(Source records)

·····

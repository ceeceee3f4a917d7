//! Integration tests for `SqliteStore` against an in-memory database.

use chrono::{Duration, TimeZone, Utc};
use mnemo_core::{
  card::{Algorithm, CardState, CardStatus, MemoryModel},
  flashcard::{FlashcardPatch, NewFlashcard},
  rating::Rating,
  selector::{ReviewInput, Scheduler, reset, suspend},
  store::{CardStore, FlashcardQuery},
};
use uuid::Uuid;

use crate::{Error, SqliteStore};

async fn store() -> SqliteStore {
  SqliteStore::open_in_memory()
    .await
    .expect("in-memory store")
}

fn t0() -> chrono::DateTime<Utc> {
  Utc.with_ymd_and_hms(2025, 4, 1, 7, 30, 0).unwrap()
}

fn tagged(front: &str, tags: &[&str]) -> NewFlashcard {
  NewFlashcard {
    tags: tags.iter().map(|t| t.to_string()).collect(),
    ..NewFlashcard::new(front, format!("back of {front}"))
  }
}

// ─── Flashcards ──────────────────────────────────────────────────────────────

#[tokio::test]
async fn create_and_get_flashcard() {
  let s = store().await;
  let card = s
    .create_flashcard(tagged("la mesa", &["spanish"]))
    .await
    .unwrap();

  let fetched = s.get_flashcard(card.flashcard_id).await.unwrap().unwrap();
  assert_eq!(fetched, card);
  assert_eq!(fetched.tags, vec!["spanish".to_string()]);
}

#[tokio::test]
async fn get_flashcard_missing_returns_none() {
  let s = store().await;
  assert!(s.get_flashcard(Uuid::new_v4()).await.unwrap().is_none());
}

#[tokio::test]
async fn list_flashcards_filters_by_tag_and_pages() {
  let s = store().await;
  s.create_flashcard(tagged("uno", &["spanish", "numbers"]))
    .await
    .unwrap();
  s.create_flashcard(tagged("eins", &["german", "numbers"]))
    .await
    .unwrap();
  s.create_flashcard(tagged("der Tisch", &["german"]))
    .await
    .unwrap();

  let all = s.list_flashcards(&FlashcardQuery::default()).await.unwrap();
  assert_eq!(all.len(), 3);

  let german = s
    .list_flashcards(&FlashcardQuery {
      tag: Some("german".into()),
      ..Default::default()
    })
    .await
    .unwrap();
  assert_eq!(german.len(), 2);
  assert!(german.iter().all(|c| c.tags.contains(&"german".to_string())));

  let page = s
    .list_flashcards(&FlashcardQuery {
      limit: Some(2),
      offset: Some(2),
      ..Default::default()
    })
    .await
    .unwrap();
  assert_eq!(page.len(), 1);
}

#[tokio::test]
async fn update_flashcard_applies_patch() {
  let s = store().await;
  let card = s.create_flashcard(NewFlashcard::new("q", "a")).await.unwrap();

  let updated = s
    .update_flashcard(card.flashcard_id, FlashcardPatch {
      back: Some("answer".into()),
      ..Default::default()
    })
    .await
    .unwrap()
    .unwrap();
  assert_eq!(updated.front, "q");
  assert_eq!(updated.back, "answer");

  let fetched = s.get_flashcard(card.flashcard_id).await.unwrap().unwrap();
  assert_eq!(fetched.back, "answer");

  let missing = s
    .update_flashcard(Uuid::new_v4(), FlashcardPatch::default())
    .await
    .unwrap();
  assert!(missing.is_none());
}

#[tokio::test]
async fn delete_flashcard_cascades_to_card_states() {
  let s = store().await;
  let card = s.create_flashcard(NewFlashcard::new("q", "a")).await.unwrap();
  let state = CardState::new("alice", card.flashcard_id, t0());
  s.put_card_state(state, None).await.unwrap();

  assert!(s.delete_flashcard(card.flashcard_id).await.unwrap());
  assert!(!s.delete_flashcard(card.flashcard_id).await.unwrap());
  assert!(
    s.get_card_state("alice", card.flashcard_id)
      .await
      .unwrap()
      .is_none()
  );
}

// ─── Card states ─────────────────────────────────────────────────────────────

#[tokio::test]
async fn insert_and_read_back_card_state() {
  let s = store().await;
  let card = s.create_flashcard(NewFlashcard::new("q", "a")).await.unwrap();

  let state = CardState::new_sm2("alice", card.flashcard_id, t0());
  let saved = s.put_card_state(state.clone(), None).await.unwrap();
  assert_eq!(saved.version, 1);

  let fetched = s
    .get_card_state("alice", card.flashcard_id)
    .await
    .unwrap()
    .unwrap();
  assert_eq!(fetched.version, 1);
  assert_eq!(fetched.algorithm(), Algorithm::Sm2);
  assert_eq!(fetched, CardState { version: 1, ..state });

  assert!(
    s.get_card_state("bob", card.flashcard_id)
      .await
      .unwrap()
      .is_none()
  );
}

#[tokio::test]
async fn card_state_for_missing_flashcard_is_rejected() {
  let s = store().await;
  let state = CardState::new("alice", Uuid::new_v4(), t0());
  let err = s.put_card_state(state, None).await.unwrap_err();
  assert!(matches!(
    err,
    Error::Core(mnemo_core::Error::FlashcardNotFound(_))
  ));
}

#[tokio::test]
async fn reviews_round_trip_with_their_ledger() {
  let s = store().await;
  let scheduler = Scheduler::default();
  let card = s.create_flashcard(NewFlashcard::new("q", "a")).await.unwrap();

  let mut state = s
    .put_card_state(CardState::new("alice", card.flashcard_id, t0()), None)
    .await
    .unwrap();
  let mut now = t0();
  for rating in [Rating::Good, Rating::Good, Rating::Again, Rating::Good] {
    let input = ReviewInput::new(rating).with_response_time(1500);
    let next = scheduler.process_review(&state, &input, now).unwrap();
    state = s.put_card_state(next, Some(state.version)).await.unwrap();
    now = state.next_review_date;
  }

  let fetched = s
    .get_card_state("alice", card.flashcard_id)
    .await
    .unwrap()
    .unwrap();
  assert_eq!(fetched, state);
  assert_eq!(fetched.version, 5);
  assert_eq!(fetched.review_history.len(), 4);
  assert_eq!(fetched.review_history[2].rating, Rating::Again.value());
  assert!(matches!(fetched.memory, MemoryModel::Fsrs(_)));
}

#[tokio::test]
async fn stale_version_is_a_conflict() {
  let s = store().await;
  let scheduler = Scheduler::default();
  let card = s.create_flashcard(NewFlashcard::new("q", "a")).await.unwrap();
  let base = s
    .put_card_state(CardState::new("alice", card.flashcard_id, t0()), None)
    .await
    .unwrap();

  let first = scheduler
    .process_review(&base, &ReviewInput::new(Rating::Good), t0())
    .unwrap();
  let second = scheduler
    .process_review(&base, &ReviewInput::new(Rating::Again), t0())
    .unwrap();

  s.put_card_state(first, Some(base.version)).await.unwrap();
  let err = s
    .put_card_state(second, Some(base.version))
    .await
    .unwrap_err();
  assert!(matches!(
    err,
    Error::Core(mnemo_core::Error::VersionConflict { expected: 1, .. })
  ));

  let stored = s
    .get_card_state("alice", card.flashcard_id)
    .await
    .unwrap()
    .unwrap();
  assert_eq!(stored.version, 2);
  assert_eq!(stored.review_history.len(), 1);
  assert_eq!(stored.last_rating, Some(Rating::Good.value()));
}

#[tokio::test]
async fn double_insert_is_a_conflict() {
  let s = store().await;
  let card = s.create_flashcard(NewFlashcard::new("q", "a")).await.unwrap();
  let state = CardState::new("alice", card.flashcard_id, t0());

  s.put_card_state(state.clone(), None).await.unwrap();
  let err = s.put_card_state(state, None).await.unwrap_err();
  assert!(matches!(
    err,
    Error::Core(mnemo_core::Error::VersionConflict { .. })
  ));
}

#[tokio::test]
async fn due_queue_skips_suspended_and_future_cards() {
  let s = store().await;
  let mut ids = Vec::new();
  for (i, offset) in [-3i64, -1, 2, -2].into_iter().enumerate() {
    let card = s
      .create_flashcard(NewFlashcard::new(format!("q{i}"), "a"))
      .await
      .unwrap();
    let mut state = CardState::new("alice", card.flashcard_id, t0());
    state.next_review_date = t0() + Duration::days(offset);
    if i == 3 {
      state = suspend(&state, true);
    }
    s.put_card_state(state, None).await.unwrap();
    ids.push(card.flashcard_id);
  }

  let due = s.due_card_states("alice", t0(), None).await.unwrap();
  let due_ids: Vec<Uuid> = due.iter().map(|c| c.flashcard_id).collect();
  assert_eq!(due_ids, vec![ids[0], ids[1]]);

  let limited = s.due_card_states("alice", t0(), Some(1)).await.unwrap();
  assert_eq!(limited.len(), 1);
  assert_eq!(limited[0].flashcard_id, ids[0]);

  assert_eq!(s.list_card_states("alice").await.unwrap().len(), 4);
  assert!(s.list_card_states("bob").await.unwrap().is_empty());
}

#[tokio::test]
async fn reset_keeps_the_stored_ledger() {
  let s = store().await;
  let scheduler = Scheduler::default();
  let card = s.create_flashcard(NewFlashcard::new("q", "a")).await.unwrap();
  let state = s
    .put_card_state(CardState::new("alice", card.flashcard_id, t0()), None)
    .await
    .unwrap();
  let reviewed = scheduler
    .process_review(&state, &ReviewInput::new(Rating::Easy), t0())
    .unwrap();
  let reviewed = s.put_card_state(reviewed, Some(1)).await.unwrap();

  let later = t0() + Duration::days(2);
  let fresh = s
    .put_card_state(reset(&reviewed, later), Some(reviewed.version))
    .await
    .unwrap();

  let fetched = s
    .get_card_state("alice", card.flashcard_id)
    .await
    .unwrap()
    .unwrap();
  assert_eq!(fetched, fresh);
  assert_eq!(fetched.state, CardStatus::New);
  assert_eq!(fetched.next_review_date, later);
  assert_eq!(fetched.review_history.len(), 1);
}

·····

■ **What to do**
Output all lines from the beginning of the data up to the line holding "async fn store()", that line included, exactly as written.

■ **Final answer**
repository ceeceee3f4a917d7
//! Integration tests for `SqliteStore` against an in-memory database.

use chrono::{Duration, TimeZone, Utc};
use mnemo_core::{
  card::{Algorithm, CardState, CardStatus, MemoryModel},
  flashcard::{FlashcardPatch, NewFlashcard},
  rating::Rating,
  selector::{ReviewInput, Scheduler, reset, suspend},
  store::{CardStore, FlashcardQuery},
};
use uuid::Uuid;

use crate::{Error, SqliteStore};

async fn store() -> SqliteStore {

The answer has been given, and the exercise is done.